YouTube Copyright School is a video of the adult-oriented Flash-animated web series Happy Tree Friends created for YouTube. It was uploaded by the official YouTube channel on March 24, 2011. It is created for YouTube users who infringe copyright for the first time, which results in their first "copyright strike." Afterwards, the user is sent to Copyright School, which contains "YouTube Copyright School" along with a quiz. "YouTube Copyright School" has been disliked by many YouTube users.

It was used on YouTube for 15 years. It has since been replaced by another tutorial video, Copyright School on YouTube.

== Plot ==
YouTube Copyright School begins with Russell at the movie theater, watching Lumpy and the Lumpettes – The Movie. Russell excitedly pulls out his phone and records the movie, then he uploads it to YouTube. The narrator tells Russell that he copied someone else's content. The narrator explains what copyright is and how abusing it can negatively impact a content creator (such as being sued, losing all their money, or losing their YouTube account altogether). Russell's reupload of the movie then gets taken down by Lumpy, resulting in Russell's first copyright strike, then Russell receives the email informing him of his actions. The narrator talks about how a YouTuber can get a copyright strike and that accumulating three strikes will ban the user for life. Afterwards, he asks Russell to try and make an original video.

Russell sees Lumpy, Petunia and Giggles singing the theme song at a live performance. Russell tries to record it, but is told by the narrator that even a live performance is still protected by copyright. He uploads a video called 'Russell's Remix', which is Russell's remix of Lumpy's song. Russell does not know if it is fair use or not, then a 'Fair Use' card appears explaining what fair use is. Lumpy discovers Russell's video, and he angrily takes it down, resulting in Russell's second strike. Russell tries to send a false counter-notification, but the narrator explains that users might end up in court if they misuse the counter-notification process. Afterwards, Russell finally decides to make an original video.

The video ends with Russell in a cannon on a boat singing his original song, but the cannon explodes making the ship sink.
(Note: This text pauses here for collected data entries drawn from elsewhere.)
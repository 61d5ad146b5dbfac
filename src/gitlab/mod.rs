//! GitLab v4 REST implementation of the platform capability

pub mod client;
mod models;
pub mod retry;

pub use client::GitLabClient;
pub use retry::{RetryConfig, RetryHandler};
Russell then gets attacked by piranhas and the last scene shown is Russell's injuries from the piranha bites.

== Release and reception ==
YouTube Copyright School was uploaded by the official YouTube channel on March 24, 2011. YouTube users who got a "copyright strike" for the first time, the user is sent to Copyright School, which contains "YouTube Copyright School" along with a quiz where they need to answer a few questions.

YouTube Copyright School was disliked by many YouTube users since it was a non-violent video containing characters from Happy Tree Friends, which is known for its graphic violence.

== Copyright School on YouTube ==
A tutorial video Copyright School on YouTube, part of the YouTube Creators channel, was released in December 2025. On June 3, 2026, this tutorial video officially replaced YouTube Copyright School.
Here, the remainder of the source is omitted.